The applicant claims that only marketing consultancy service is being done by them in India on behalf of foreign company and their billing is directly done to foreign company in foreign currency and paid by inward remittance. Moreover it is argued that they are neither giving any service to Indian client nor having any agreement or payment to them. In light of the above the applicant approached the authority for advance ruling for the clarification whether his services can be clubbed under export of service.

Brief History of the case:

The applicant had filed an application in form GST ARA-01, Dt:17.07.2019, by paying required amount of fee for seeking Advance Ruling on the following issue, as mentioned below.

Whether the marketing and consultancy services supplied by the applicant are liable under export of service or not?

The AAR vide Ruling no. AAR No.04/AP/GST/2020, dated: 24.02.2020 ruled that “The services in question are not ‘Export of Service’ but ‘Intermediary Services’ for the reasons explained in the order and attract IGST.”

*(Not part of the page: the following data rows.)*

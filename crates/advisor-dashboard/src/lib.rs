//! # advisor-dashboard
//!
//! Progressive market dashboard for the advisory board.
//!
//! This crate provides:
//! - The dashboard reveal controller: one fetch per market selection, a
//!   staged count-up of the headline metrics, and section gating
//! - Statistics sources (HTTP and JSON fixture)
//! - Report export for loaded snapshots
//! - A Ratatui-based TUI on top of the controller
//!
//! ## Architecture
//!
//! ```text
//! ┌───────────────┐  ControllerEvent   ┌──────────────────────────────┐
//! │ fetch task    │ ─────────────────▶ │ DashboardController::apply   │
//! │ reveal timers │                    │  FetchCoordinator            │
//! └───────────────┘                    │  RevealSequencer             │
//!                                      │  SectionGate                 │
//!                                      └──────────────┬───────────────┘
//!                                                     │ view() / sections()
//!                                                     ▼
//!                                      ┌──────────────────────────────┐
//!                                      │ ui::draw (widgets)           │
//!                                      └──────────────────────────────┘
//! ```

// Shared types (contracts)
mod state;

pub use state::{
    format_deal_size, format_growth_rate, format_market_size, DashboardView, FetchState,
    FetchStatus, RevealState, Stage, IDLE_TEXT, LOADING_TEXT, QUOTA_BANNER,
};

mod error;

pub use error::{AdvisorError, Result};

// Controller building blocks
pub mod animate;
pub mod classify;
mod controller;
mod fetch;
mod report;
mod reveal;
mod sections;
mod source;
mod timer;

pub use classify::{classify_error, classify_failure, FailureKind};
pub use controller::{ControllerEvent, DashboardController};
pub use fetch::{FetchCoordinator, FetchTransition, Liveness};
pub use report::{MarketReport, ReportExporter, SnapshotListener};
pub use reveal::{RevealEvent, RevealSequencer};
pub use sections::{GateOutput, SectionFlags, SectionGate, SectionView, EMPTY_SECTIONS_MESSAGE};
pub use source::{source_from_config, FileStatsSource, HttpStatsSource, StatsSource};
pub use timer::TimerHandle;

// Terminal presentation
mod widgets;

pub use widgets::{MetricsPanelWidget, QuotaBannerWidget, SectionPanelWidget};

mod app;
mod event;
mod terminal;
mod ui;
mod run;

pub use app::{App, TabSelection};
pub use run::run;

The applicant filed an application before the Appellate Authority for Advance Ruling in ARA-02 dated 05.05.2020, contending the Ruling passed by the Authority for Advance Ruling.

The case was taken up for hearing on 16th June  2020, for which the authorized representative Sri KVJLN Sastry, Advocate attended through web conference and reiterated the written submission. The appellant submits that the Advance Ruling authority has misinterpreted the nature of service and came to conclusion that the service provided by the applicant is not an export.

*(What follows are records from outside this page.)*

//! Shared dashboard state types
//!
//! These types define the contract between the controller and the widgets:
//! the fetch state, the reveal state and the read-only view composed from
//! both.

use advisor_core::{DashboardSnapshot, MarketMaturity};
use std::sync::Arc;

/// Placeholder shown while a metric has no value yet
pub const LOADING_TEXT: &str = "Loading...";

/// Placeholder shown when fetching is disabled
pub const IDLE_TEXT: &str = "-";

/// Banner text for a rate-limited fetch
pub const QUOTA_BANNER: &str =
    "Market data quota exceeded. The dashboard will refresh once you change the industry or region.";

/// Fetch lifecycle status
#[derive(Debug, Clone, Copy, Default, PartialEq, Eq)]
pub enum FetchStatus {
    /// Nothing fetched (or auto-fetch disabled)
    #[default]
    Idle,
    /// A fetch is in flight
    Loading,
    /// The last fetch produced a snapshot
    Loaded,
    /// The last fetch hit the rate limit
    QuotaExceeded,
    /// The last fetch failed for another reason
    Failed,
}

impl FetchStatus {
    pub fn label(&self) -> &'static str {
        match self {
            Self::Idle => "idle",
            Self::Loading => "loading",
            Self::Loaded => "loaded",
            Self::QuotaExceeded => "quota exceeded",
            Self::Failed => "failed",
        }
    }

    /// Status color (for ratatui styling)
    pub fn color_name(&self) -> &'static str {
        match self {
            Self::Idle => "gray",
            Self::Loading => "yellow",
            Self::Loaded => "green",
            Self::QuotaExceeded => "magenta",
            Self::Failed => "red",
        }
    }
}

/// Owned exclusively by the fetch coordinator
#[derive(Debug, Clone, Default)]
pub struct FetchState {
    pub status: FetchStatus,
    pub snapshot: Option<Arc<DashboardSnapshot>>,
}

/// Position in the headline metric reveal
#[derive(Debug, Clone, Copy, Default, PartialEq, Eq, PartialOrd, Ord)]
pub enum Stage {
    #[default]
    Idle,
    Market,
    Growth,
    Deal,
    Maturity,
    Done,
}

impl Stage {
    /// The stage that follows this one. `Done` is terminal.
    pub fn next(self) -> Stage {
        match self {
            Self::Idle => Self::Market,
            Self::Market => Self::Growth,
            Self::Growth => Self::Deal,
            Self::Deal => Self::Maturity,
            Self::Maturity => Self::Done,
            Self::Done => Self::Done,
        }
    }

    /// Whether this stage counts a number up
    pub fn is_numeric(&self) -> bool {
        matches!(self, Self::Market | Self::Growth | Self::Deal)
    }
}

/// Owned exclusively by the reveal sequencer
#[derive(Debug, Clone, Default, PartialEq)]
pub struct RevealState {
    pub stage: Stage,
    pub market_display: f64,
    /// Already rounded to one decimal
    pub growth_display: f64,
    pub deal_display: f64,
    pub maturity_display: String,
}

impl RevealState {
    /// Fresh state at the first stage
    pub fn started() -> Self {
        Self {
            stage: Stage::Market,
            ..Default::default()
        }
    }
}

/// Read-only view handed to the presentation layer
#[derive(Debug, Clone, PartialEq)]
pub struct DashboardView {
    pub status: FetchStatus,
    pub stage: Stage,
    pub display_market_size: String,
    pub display_growth_rate: String,
    pub display_deal_size: String,
    pub display_maturity: String,
    pub quota_message: Option<String>,
}

impl DashboardView {
    /// Compose the view.
    ///
    /// A live value is shown once it has moved off zero; otherwise the raw
    /// snapshot value, otherwise a placeholder.
    pub fn compose(fetch: &FetchState, reveal: &RevealState, quota_message: Option<String>) -> Self {
        let snapshot = fetch.snapshot.as_deref();
        let placeholder = if fetch.status == FetchStatus::Idle {
            IDLE_TEXT
        } else {
            LOADING_TEXT
        };

        let display_maturity = if !reveal.maturity_display.is_empty() {
            reveal.maturity_display.clone()
        } else if let Some(snapshot) = snapshot {
            snapshot.market_maturity.label().to_string()
        } else {
            placeholder.to_string()
        };

        Self {
            status: fetch.status,
            stage: reveal.stage,
            display_market_size: pick(
                reveal.market_display,
                snapshot.map(|s| s.market_size_usd_b),
                placeholder,
                format_market_size,
            ),
            display_growth_rate: pick(
                reveal.growth_display,
                snapshot.map(|s| s.growth_rate_percent),
                placeholder,
                format_growth_rate,
            ),
            display_deal_size: pick(
                reveal.deal_display,
                snapshot.map(|s| s.avg_deal_size_usd_k),
                placeholder,
                format_deal_size,
            ),
            display_maturity,
            quota_message,
        }
    }
}

fn pick(live: f64, raw: Option<f64>, placeholder: &str, fmt: fn(f64) -> String) -> String {
    if live != 0.0 {
        fmt(live)
    } else if let Some(raw) = raw {
        fmt(raw)
    } else {
        placeholder.to_string()
    }
}

/// `42` → `$42B`
pub fn format_market_size(value: f64) -> String {
    format!("${}B", value)
}

/// `18.5` → `18.5%`
pub fn format_growth_rate(value: f64) -> String {
    format!("{:.1}%", value)
}

/// `75` → `$75K`
pub fn format_deal_size(value: f64) -> String {
    format!("${}K", value)
}

/// Label order the maturity stage cycles through
pub fn maturity_cycle() -> Vec<MarketMaturity> {
    MarketMaturity::ALL.to_vec()
}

Moreover a request was made by the appellant to remand back the case to its original authority in light of the recent developments in the subject case, referring to a judgment in case of IBM India Pvt Ltd. Vs Commissioner of Central Excise & State Taxes., Banglore-LTU, reported in 34 GSTL page 436.Consequent upon the request of the appellant, the Appellate Authority remanded the case back to its original Authority to examine afresh and dispose accordingly.

Personal Hearing:

The case was taken up for hearing on 28.10.2020, for which the authorized representative Sri KVJLN Sastry, Advocate attended and reiterated the submission already made.

Discussion and Findings:

We have examined the latest submissions made by the applicant in their appeal and the assertions made by the authorized representative as well at the time of Personal Hearing.

The case law relied by the applicant relates to the pre-GST Period in relation to Export of Service under the Service Tax and  is not applicable to the Intermediary service under the IGST Act, 2017.

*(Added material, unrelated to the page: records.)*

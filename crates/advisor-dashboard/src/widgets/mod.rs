//! Dashboard widgets module
//!
//! Ratatui widgets for the market dashboard. Each widget renders one part of
//! the `DashboardView` or the section gate output.

use ratatui::style::Color;

mod metrics_panel;
mod quota_banner;
mod section_panel;

pub use metrics_panel::MetricsPanelWidget;
pub use quota_banner::QuotaBannerWidget;
pub use section_panel::SectionPanelWidget;

/// Convert color name string to ratatui Color.
///
/// Shared utility used by multiple widgets to convert status color names
/// (from `FetchStatus::color_name()`) to ratatui `Color` values.
pub fn status_color_from_name(color_name: &str) -> Color {
    match color_name {
        "gray" => Color::DarkGray,
        "yellow" => Color::Yellow,
        "green" => Color::Green,
        "red" => Color::Red,
        "magenta" => Color::Magenta,
        _ => Color::White,
    }
}

/// Flatten a buffer into its symbols, row by row
#[cfg(test)]
pub(crate) fn buffer_text(buf: &ratatui::buffer::Buffer) -> String {
    let area = buf.area;
    let mut text = String::new();
    for y in area.top()..area.bottom() {
        for x in area.left()..area.right() {
            text.push_str(buf[(x, y)].symbol());
        }
        text.push('\n');
    }
    text
}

The applicant relied on the judgment of the CESTAT, South Zonal Branch, Bangalore in the case of IBM India Pvt Ltd. versus Commissioner of Central Excise and Service Tax reported in 2020 (34) G.S.T.L. 436 wherein the appellant is a subsidiary compary for parent company engaged in identification of customers and sales promotion in India and it was held to be ‘Export of Service’ under yule 3 (1) (iii) of Export of Service Rules, 2005. Accordingly, it was contended that the same was applicable under GST also. The service provided by the applicant is intermediary service as per section 2 (13) of the IGST Act, 2017.

The applicant is covered and fits into the definition of ‘intermediary” as defined under the IGST Act and, therefore, provisions pertaining to ‘place of supply’ in case of intermediary services as provided in sub-section 8 of section 13 are relevant.

Accordingly, Commission received by the applicant in convertible Foreign Exchange for rendering services as an ‘Intermediary’ between an exporter abroad receiving such services and an Indian importer of an equipment is not an export of service. Said supply will be treated as inter-state supply and IGST will be levied @18%.

In the instant case the intermediary services are provided to the recipient located outside India and the Interstate provisions as contained under Section 7 (5) (c) shall be applicable and hence IGST is payable under such transaction.

In view of the foregoing, we pass the following.

RULING

(Under Section 98 of Central Goods and Services Tax Act, 2017 and the Andhra Pradesh Goods and Services Tax Act, 2017)

The earlier ruling of this Authority, in AAR No.04/AP/GST/2020, dated: 24.02.2020 is upheld.